It's pointless to define cloud computing

ISO joins the list of organizations looking to define cloud computing for the industry -- but it doesn't matter

The International Standards Organization (ISO) has released two new standards for cloud computing in an attempt to put some order around the loose terminology in cloud computing.

If you think you’ve seen this movie before, you’re right. The U.S. National Institute of Standards and Technology (NIST) did much the same a few years back, with a final version released in September 2011. NIST defined cloud computing as “a model for enabling ubiquitous, convenient, on-demand network access to a shared pool of configurable computing resources ... that can be rapidly provisioned and released with minimal management effort or service provider interaction.”

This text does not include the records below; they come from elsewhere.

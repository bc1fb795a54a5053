#![allow(dead_code)]

use std::sync::Arc;
use std::time::Duration;

use axum::body::Body;
use axum::http::{Method, Request};
use axum::response::Response;
use axum::Router;
use http_body_util::BodyExt;
use tower::ServiceExt;

use marquee_api::config::{ServerConfig, StoreBackend};
use marquee_api::router::build_app_router;
use marquee_api::state::AppState;
use marquee_db::repositories::MovieRepo;
use marquee_db::store::{MemoryMovieStore, MovieStore};

/// Build a test `ServerConfig` with safe defaults.
pub fn test_config() -> ServerConfig {
    ServerConfig {
        host: "127.0.0.1".to_string(),
        port: 0,
        cors_origins: vec!["http://localhost:5173".to_string()],
        request_timeout_secs: 30,
        store_timeout_secs: 5,
        store_backend: StoreBackend::Memory,
        db_max_connections: 1,
    }
}

/// Build the full application router over `store`.
pub fn build_app_with(store: Arc<dyn MovieStore>, store_timeout: Duration) -> Router {
    let config = test_config();
    let state = AppState {
        movies: MovieRepo::with_timeout(store, store_timeout),
        config: Arc::new(config.clone()),
    };
    build_app_router(state, &config)
}

/// Build the full application router backed by a fresh in-memory store.
///
/// The router is `Clone`, so one app can serve several requests in a test.
pub fn build_test_app() -> Router {
    build_app_with(Arc::new(MemoryMovieStore::new()), Duration::from_secs(5))
}

pub async fn send(app: &Router, method: Method, uri: &str, body: Option<serde_json::Value>) -> Response {
    let builder = Request::builder().method(method).uri(uri);
    let request = match body {
        Some(json) => builder
            .header("content-type", "application/json")
            .body(Body::from(json.to_string()))
            .unwrap(),
        None => builder.body(Body::empty()).unwrap(),
    };
    app.clone().oneshot(request).await.unwrap()
}

pub async fn get(app: &Router, uri: &str) -> Response {
    send(app, Method::GET, uri, None).await
}

pub async fn delete(app: &Router, uri: &str) -> Response {
    send(app, Method::DELETE, uri, None).await
}

pub async fn post_json(app: &Router, uri: &str, body: serde_json::Value) -> Response {
    send(app, Method::POST, uri, Some(body)).await
}

pub async fn put_json(app: &Router, uri: &str, body: serde_json::Value) -> Response {
    send(app, Method::PUT, uri, Some(body)).await
}

pub async fn patch_json(app: &Router, uri: &str, body: serde_json::Value) -> Response {
    send(app, Method::PATCH, uri, Some(body)).await
}

/// Collect a response body and parse it as JSON.
pub async fn body_json(response: Response) -> serde_json::Value {
    let bytes = response.into_body().collect().await.unwrap().to_bytes();
    serde_json::from_slice(&bytes).unwrap()
}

Is there anything new with the ISO definition? Not really. It calls cloud computing an “evolving paradigm” and includes key concepts such as broad network access, measured service, multitenancy, on-demand self-service, rapid elasticity and scalability, and resource pooling. ISO defines new subcategories, but we’ve seen some of those already.

The truth is that cloud computing is nearly impossible to define in the context of a shifting and changing market for which vendors have invested more than $15 billion to market their "cloud" technology. That's the real cause of the constant redefining and the resulting confusion.

What ISO is trying to do is certainly noble. But it's an impossible task at the detail level, at least until the market settles down. The truth is that the market itself -- not a standards body -- defines cloud computing.

Today, cloud computing is so widely defined and far-reaching that it means everything, so it means nothing. I know what cloud computing is -- you probably do too -- but that's a personal definition. Still, a personal definition is the best definition that I can think of.

Let’s stop focusing on what cloud computing is, and focus more on what cloud computing does. That’s a more productive conversation.